What is needed is an exact copy of the lines in the listing below, from the one with "use crate::error::PipelineError;" up to and including the one with "pub fn log(&self)", with no other lines.

§ AVAILABLE RECORDS
=== Section Start ===

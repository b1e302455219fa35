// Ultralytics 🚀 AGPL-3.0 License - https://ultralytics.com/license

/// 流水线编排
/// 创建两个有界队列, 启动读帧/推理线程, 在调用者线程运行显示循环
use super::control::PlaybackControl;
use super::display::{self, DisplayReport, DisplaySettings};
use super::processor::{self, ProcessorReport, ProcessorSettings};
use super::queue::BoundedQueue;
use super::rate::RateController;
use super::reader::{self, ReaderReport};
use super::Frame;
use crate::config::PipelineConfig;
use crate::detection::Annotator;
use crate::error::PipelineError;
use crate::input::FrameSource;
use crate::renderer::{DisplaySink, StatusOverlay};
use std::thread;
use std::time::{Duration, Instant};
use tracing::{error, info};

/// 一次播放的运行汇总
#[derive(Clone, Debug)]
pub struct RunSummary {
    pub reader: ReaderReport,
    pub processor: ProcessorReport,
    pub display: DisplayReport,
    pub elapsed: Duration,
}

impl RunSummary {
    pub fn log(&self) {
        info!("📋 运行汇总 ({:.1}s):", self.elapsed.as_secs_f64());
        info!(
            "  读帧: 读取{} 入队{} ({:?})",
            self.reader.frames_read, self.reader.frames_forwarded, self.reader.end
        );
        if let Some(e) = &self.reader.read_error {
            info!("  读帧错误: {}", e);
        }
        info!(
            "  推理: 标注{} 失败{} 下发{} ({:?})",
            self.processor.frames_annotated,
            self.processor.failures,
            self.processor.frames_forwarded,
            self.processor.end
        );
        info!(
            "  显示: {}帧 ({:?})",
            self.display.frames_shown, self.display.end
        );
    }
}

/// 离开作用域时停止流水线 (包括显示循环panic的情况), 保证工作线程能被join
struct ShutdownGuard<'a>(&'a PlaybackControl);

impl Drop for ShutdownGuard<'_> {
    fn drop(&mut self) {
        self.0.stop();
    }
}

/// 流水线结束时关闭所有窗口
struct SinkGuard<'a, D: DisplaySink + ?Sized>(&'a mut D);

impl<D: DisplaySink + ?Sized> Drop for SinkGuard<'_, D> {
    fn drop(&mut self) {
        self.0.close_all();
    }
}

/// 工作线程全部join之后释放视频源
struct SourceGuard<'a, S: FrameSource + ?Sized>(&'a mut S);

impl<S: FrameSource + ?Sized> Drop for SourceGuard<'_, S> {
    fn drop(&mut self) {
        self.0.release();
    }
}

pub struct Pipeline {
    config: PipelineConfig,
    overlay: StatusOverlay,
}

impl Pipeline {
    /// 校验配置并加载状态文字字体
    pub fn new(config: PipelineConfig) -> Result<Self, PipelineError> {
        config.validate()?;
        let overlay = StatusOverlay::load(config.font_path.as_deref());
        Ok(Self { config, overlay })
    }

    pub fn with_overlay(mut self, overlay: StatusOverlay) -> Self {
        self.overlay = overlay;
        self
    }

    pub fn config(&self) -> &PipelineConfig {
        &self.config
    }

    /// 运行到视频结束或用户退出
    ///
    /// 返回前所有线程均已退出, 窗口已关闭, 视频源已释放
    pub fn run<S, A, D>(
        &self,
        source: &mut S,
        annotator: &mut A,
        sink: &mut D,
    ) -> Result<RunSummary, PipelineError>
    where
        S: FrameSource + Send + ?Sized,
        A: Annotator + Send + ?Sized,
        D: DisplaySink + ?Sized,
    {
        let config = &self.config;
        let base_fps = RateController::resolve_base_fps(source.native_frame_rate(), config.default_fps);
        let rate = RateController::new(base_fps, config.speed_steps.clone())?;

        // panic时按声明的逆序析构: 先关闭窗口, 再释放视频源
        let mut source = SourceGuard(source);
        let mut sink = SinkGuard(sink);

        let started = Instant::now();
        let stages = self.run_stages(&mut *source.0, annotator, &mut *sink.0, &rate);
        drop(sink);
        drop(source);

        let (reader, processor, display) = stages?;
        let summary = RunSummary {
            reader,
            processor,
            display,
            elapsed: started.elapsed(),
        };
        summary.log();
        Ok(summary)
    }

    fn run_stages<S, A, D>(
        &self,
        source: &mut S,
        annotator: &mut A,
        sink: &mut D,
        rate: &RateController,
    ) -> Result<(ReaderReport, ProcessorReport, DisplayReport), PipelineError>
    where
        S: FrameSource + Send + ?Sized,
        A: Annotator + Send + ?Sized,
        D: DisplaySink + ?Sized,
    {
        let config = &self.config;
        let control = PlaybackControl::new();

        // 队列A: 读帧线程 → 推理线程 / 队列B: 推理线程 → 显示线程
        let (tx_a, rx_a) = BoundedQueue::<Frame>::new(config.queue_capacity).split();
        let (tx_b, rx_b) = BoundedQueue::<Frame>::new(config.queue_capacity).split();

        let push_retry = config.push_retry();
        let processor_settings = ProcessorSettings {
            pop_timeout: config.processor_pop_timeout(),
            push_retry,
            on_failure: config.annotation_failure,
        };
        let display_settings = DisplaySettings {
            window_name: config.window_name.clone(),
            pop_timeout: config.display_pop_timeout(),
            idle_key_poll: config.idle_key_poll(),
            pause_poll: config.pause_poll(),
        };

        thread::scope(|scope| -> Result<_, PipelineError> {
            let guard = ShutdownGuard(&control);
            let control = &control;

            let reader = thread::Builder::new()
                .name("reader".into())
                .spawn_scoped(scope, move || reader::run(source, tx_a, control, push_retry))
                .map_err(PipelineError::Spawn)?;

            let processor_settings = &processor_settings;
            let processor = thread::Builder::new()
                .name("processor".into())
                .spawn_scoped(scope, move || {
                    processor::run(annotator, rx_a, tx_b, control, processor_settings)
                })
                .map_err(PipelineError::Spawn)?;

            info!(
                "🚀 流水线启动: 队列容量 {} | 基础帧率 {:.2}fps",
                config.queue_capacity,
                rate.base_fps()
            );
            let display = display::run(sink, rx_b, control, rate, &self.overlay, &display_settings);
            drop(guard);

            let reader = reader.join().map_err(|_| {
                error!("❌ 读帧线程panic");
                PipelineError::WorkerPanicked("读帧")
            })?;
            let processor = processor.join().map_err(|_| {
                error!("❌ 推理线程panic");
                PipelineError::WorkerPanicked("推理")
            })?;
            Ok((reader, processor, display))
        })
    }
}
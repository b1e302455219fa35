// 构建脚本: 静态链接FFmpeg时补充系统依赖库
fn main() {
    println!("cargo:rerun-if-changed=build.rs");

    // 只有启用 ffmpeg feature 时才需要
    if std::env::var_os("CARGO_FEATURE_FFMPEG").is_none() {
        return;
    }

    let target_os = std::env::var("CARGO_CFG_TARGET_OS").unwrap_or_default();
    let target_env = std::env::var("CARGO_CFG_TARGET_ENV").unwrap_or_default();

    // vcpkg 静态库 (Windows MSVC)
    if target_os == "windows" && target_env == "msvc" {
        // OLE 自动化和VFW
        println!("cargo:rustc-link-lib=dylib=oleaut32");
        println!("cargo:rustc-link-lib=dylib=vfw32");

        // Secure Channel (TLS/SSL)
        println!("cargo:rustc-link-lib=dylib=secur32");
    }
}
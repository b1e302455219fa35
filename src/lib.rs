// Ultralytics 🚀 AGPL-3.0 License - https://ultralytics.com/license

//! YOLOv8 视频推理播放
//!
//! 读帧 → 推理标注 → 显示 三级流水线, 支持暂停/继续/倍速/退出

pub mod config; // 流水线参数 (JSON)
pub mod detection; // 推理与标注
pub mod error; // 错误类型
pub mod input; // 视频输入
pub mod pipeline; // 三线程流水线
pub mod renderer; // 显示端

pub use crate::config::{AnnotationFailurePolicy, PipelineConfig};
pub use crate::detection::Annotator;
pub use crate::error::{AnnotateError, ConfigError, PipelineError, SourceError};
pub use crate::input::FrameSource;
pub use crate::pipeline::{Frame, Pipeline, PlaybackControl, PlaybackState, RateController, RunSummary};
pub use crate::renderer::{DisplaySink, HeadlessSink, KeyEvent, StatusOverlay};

=== Section End ===
=== Section Start ===

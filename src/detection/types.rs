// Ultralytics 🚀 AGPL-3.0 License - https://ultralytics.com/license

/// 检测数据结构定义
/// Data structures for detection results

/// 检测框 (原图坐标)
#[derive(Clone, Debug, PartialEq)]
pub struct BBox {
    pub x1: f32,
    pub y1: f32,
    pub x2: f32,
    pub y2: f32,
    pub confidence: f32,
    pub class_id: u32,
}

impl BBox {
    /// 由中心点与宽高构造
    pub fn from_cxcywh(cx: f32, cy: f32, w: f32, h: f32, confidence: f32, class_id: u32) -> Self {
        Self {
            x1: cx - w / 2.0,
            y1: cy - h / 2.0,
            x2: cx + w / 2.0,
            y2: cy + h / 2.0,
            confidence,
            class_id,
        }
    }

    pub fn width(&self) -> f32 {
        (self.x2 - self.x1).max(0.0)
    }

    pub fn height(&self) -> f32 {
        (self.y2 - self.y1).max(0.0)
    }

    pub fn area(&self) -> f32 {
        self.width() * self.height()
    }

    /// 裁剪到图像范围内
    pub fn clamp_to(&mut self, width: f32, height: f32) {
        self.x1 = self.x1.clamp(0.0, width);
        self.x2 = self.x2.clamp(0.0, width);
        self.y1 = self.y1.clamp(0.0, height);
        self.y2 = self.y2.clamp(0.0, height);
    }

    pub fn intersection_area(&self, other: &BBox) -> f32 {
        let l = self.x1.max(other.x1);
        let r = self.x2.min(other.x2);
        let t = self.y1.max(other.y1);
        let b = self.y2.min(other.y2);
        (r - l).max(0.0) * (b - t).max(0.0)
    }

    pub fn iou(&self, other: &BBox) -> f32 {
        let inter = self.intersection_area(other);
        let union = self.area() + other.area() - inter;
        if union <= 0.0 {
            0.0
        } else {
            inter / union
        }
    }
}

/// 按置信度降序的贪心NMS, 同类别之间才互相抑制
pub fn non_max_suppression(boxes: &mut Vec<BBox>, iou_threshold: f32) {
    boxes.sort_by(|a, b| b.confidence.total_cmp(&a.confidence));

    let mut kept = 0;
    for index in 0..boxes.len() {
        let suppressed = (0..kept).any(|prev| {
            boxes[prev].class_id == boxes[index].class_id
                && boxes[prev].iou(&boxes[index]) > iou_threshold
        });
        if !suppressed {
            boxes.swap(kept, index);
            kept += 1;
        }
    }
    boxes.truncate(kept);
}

=== Section End ===

§ TASK ANSWER
use crate::error::PipelineError;
use crate::input::FrameSource;
use crate::renderer::{DisplaySink, StatusOverlay};
use std::thread;
use std::time::{Duration, Instant};
use tracing::{error, info};

/// 一次播放的运行汇总
#[derive(Clone, Debug)]
pub struct RunSummary {
    pub reader: ReaderReport,
    pub processor: ProcessorReport,
    pub display: DisplayReport,
    pub elapsed: Duration,
}

impl RunSummary {
    pub fn log(&self) {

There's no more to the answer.